§ **About this task**: Search the entries below for "field" and copy each matching line.

§ **Dataset records**:
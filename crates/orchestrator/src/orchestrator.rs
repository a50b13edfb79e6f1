//! crates/orchestrator/src/orchestrator.rs
//!
//! Construction of every configured logger from one resolved configuration.
//!
//! An [`Orchestrator`] is built in two phases. The first phase resolves each
//! logger's settings and sinks and starts the logger. Nothing is registered
//! until every logger has been built, so a failure leaves the registry
//! untouched. The second phase registers the loggers and removes the ones it
//! added if a name collides.

use std::fmt;
use std::path::PathBuf;
use std::sync::Arc;

use logging::{Level, Logger, LookupError, Pattern, Registry, SinkError};
use logging_config::keys::{DEFAULT_CONFIG_FILE, ROOT_LOGGER_NAME};
use logging_config::{ConfigStore, LoggerSettings, logger_names};
use logging_sink::{SinkCache, SinkFactory, SinkProvider};

use crate::context::Context;
use crate::error::InitError;
use crate::source::ConfigSource;
use crate::trace;

/// Options for building an [`Orchestrator`].
///
/// Without an explicit configuration the builder falls back to the
/// context's external configuration, then its configuration file, then
/// [`DEFAULT_CONFIG_FILE`] in the working directory, then the defaults.
#[derive(Default)]
pub struct OrchestratorBuilder {
    config: Option<ConfigStore>,
    provider: Option<Arc<dyn SinkProvider>>,
}

impl OrchestratorBuilder {
    /// Creates a builder with no explicit configuration.
    pub fn new() -> Self {
        Self::default()
    }

    /// Uses `config` directly.
    #[must_use]
    pub fn config(mut self, config: ConfigStore) -> Self {
        self.config = Some(config);
        self
    }

    /// Consults `provider` for sink names the built-in kinds do not cover.
    #[must_use]
    pub fn sink_provider(mut self, provider: Arc<dyn SinkProvider>) -> Self {
        self.provider = Some(provider);
        self
    }

    /// Builds every configured logger into `registry`.
    ///
    /// File sinks are shared through `cache`. External settings are taken
    /// from `context`.
    pub(crate) fn build(
        self,
        context: &Context,
        registry: &Arc<Registry>,
        cache: &SinkCache,
    ) -> Result<Orchestrator, InitError> {
        let (config, source) = match self.config {
            Some(config) => (config, ConfigSource::DirectParams),
            None => resolve_external(context),
        };
        trace::config_resolved(source);

        let names = logger_names(&config);
        {
            let mut factory = SinkFactory::new(&config, cache);
            if let Some(provider) = self.provider.as_deref() {
                factory = factory.with_provider(provider);
            }
            let built = build_loggers(&config, &names, &factory)
                .and_then(|loggers| register_all(registry, loggers));
            if let Err(err) = built {
                // Files opened by this attempt must not outlive it.
                cache.evict(&factory.opened());
                return Err(err);
            }
        }

        Ok(Orchestrator {
            config,
            source,
            registry: Arc::clone(registry),
            names,
        })
    }
}

impl fmt::Debug for OrchestratorBuilder {
    fn fmt(&self, f: &mut fmt::Formatter<'_>) -> fmt::Result {
        f.debug_struct("OrchestratorBuilder")
            .field("config", &self.config)
            .field("provider", &self.provider.is_some())
            .finish()
    }
}

fn resolve_external(context: &Context) -> (ConfigStore, ConfigSource) {
    if let Some(config) = context.external_config() {
        return (config, ConfigSource::ExtFuncSetting);
    }

    let path = context
        .external_config_file()
        .unwrap_or_else(|| PathBuf::from(DEFAULT_CONFIG_FILE));
    let mut config = ConfigStore::defaults();
    match config.load_from_file(&path) {
        Ok(()) => (config, ConfigSource::ExtFileSpecified),
        Err(err) => {
            trace::config_file_unusable(&path, &err);
            (ConfigStore::defaults(), ConfigSource::Default)
        }
    }
}

fn build_loggers(
    config: &ConfigStore,
    names: &[String],
    factory: &SinkFactory<'_>,
) -> Result<Vec<Arc<Logger>>, InitError> {
    let mut loggers = Vec::with_capacity(names.len());
    for name in names {
        let settings = LoggerSettings::resolve(config, name)?;
        let sinks = factory
            .build(settings.sinks.as_slice())
            .map_err(|source| InitError::Sinks {
                logger: name.clone(),
                source,
            })?;
        let logger = Logger::builder(name.as_str())
            .sinks(sinks)
            .pattern(Pattern::new(&settings.format))
            .level(Level::parse_or_most_verbose(&settings.level))
            .asynchronous(settings.is_async)
            .build()
            .map_err(|source| InitError::Logger {
                logger: name.clone(),
                source,
            })?;
        trace::logger_built(&logger);
        loggers.push(Arc::new(logger));
    }
    Ok(loggers)
}

fn register_all(registry: &Registry, loggers: Vec<Arc<Logger>>) -> Result<(), InitError> {
    let mut registered: Vec<String> = Vec::with_capacity(loggers.len());
    for logger in loggers {
        let name = logger.name().to_owned();
        if let Err(err) = registry.register(logger) {
            for name in &registered {
                registry.remove(name);
            }
            return Err(err.into());
        }
        registered.push(name);
    }
    Ok(())
}

/// The configured loggers of one initialisation.
#[derive(Debug)]
pub struct Orchestrator {
    config: ConfigStore,
    source: ConfigSource,
    registry: Arc<Registry>,
    names: Vec<String>,
}

impl Orchestrator {
    /// The logger called `name`, or the one called `default_name` when no
    /// such logger exists.
    ///
    /// Fails with the requested name when neither is registered.
    pub fn get_logger(&self, name: &str, default_name: &str) -> Result<Arc<Logger>, LookupError> {
        self.registry
            .get(name)
            .or_else(|_| self.registry.get(default_name))
            .map_err(|_| LookupError::NotFound(name.to_owned()))
    }

    /// The logger called `name`, falling back to the root logger.
    pub fn logger(&self, name: &str) -> Result<Arc<Logger>, LookupError> {
        self.get_logger(name, ROOT_LOGGER_NAME)
    }

    /// The root logger.
    pub fn root(&self) -> Result<Arc<Logger>, LookupError> {
        self.registry.get(ROOT_LOGGER_NAME)
    }

    /// The configuration the loggers were built from.
    pub const fn config(&self) -> &ConfigStore {
        &self.config
    }

    /// Where [`config`](Self::config) came from.
    pub const fn config_source(&self) -> ConfigSource {
        self.source
    }

    /// Names of the configured loggers, sorted, root included.
    pub fn logger_names(&self) -> &[String] {
        &self.names
    }

    /// Flushes every configured logger.
    ///
    /// Every logger is flushed even after a failure; the first error is
    /// returned.
    pub fn flush_all(&self) -> Result<(), SinkError> {
        let mut first = None;
        for logger in self.names.iter().filter_map(|name| self.registry.get(name).ok()) {
            if let Err(err) = logger.flush()
                && first.is_none()
            {
                first = Some(err);
            }
        }
        first.map_or(Ok(()), Err)
    }
}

§ **Answer to the problem**:
            .field("config", &self.config)
            .field("provider", &self.provider.is_some())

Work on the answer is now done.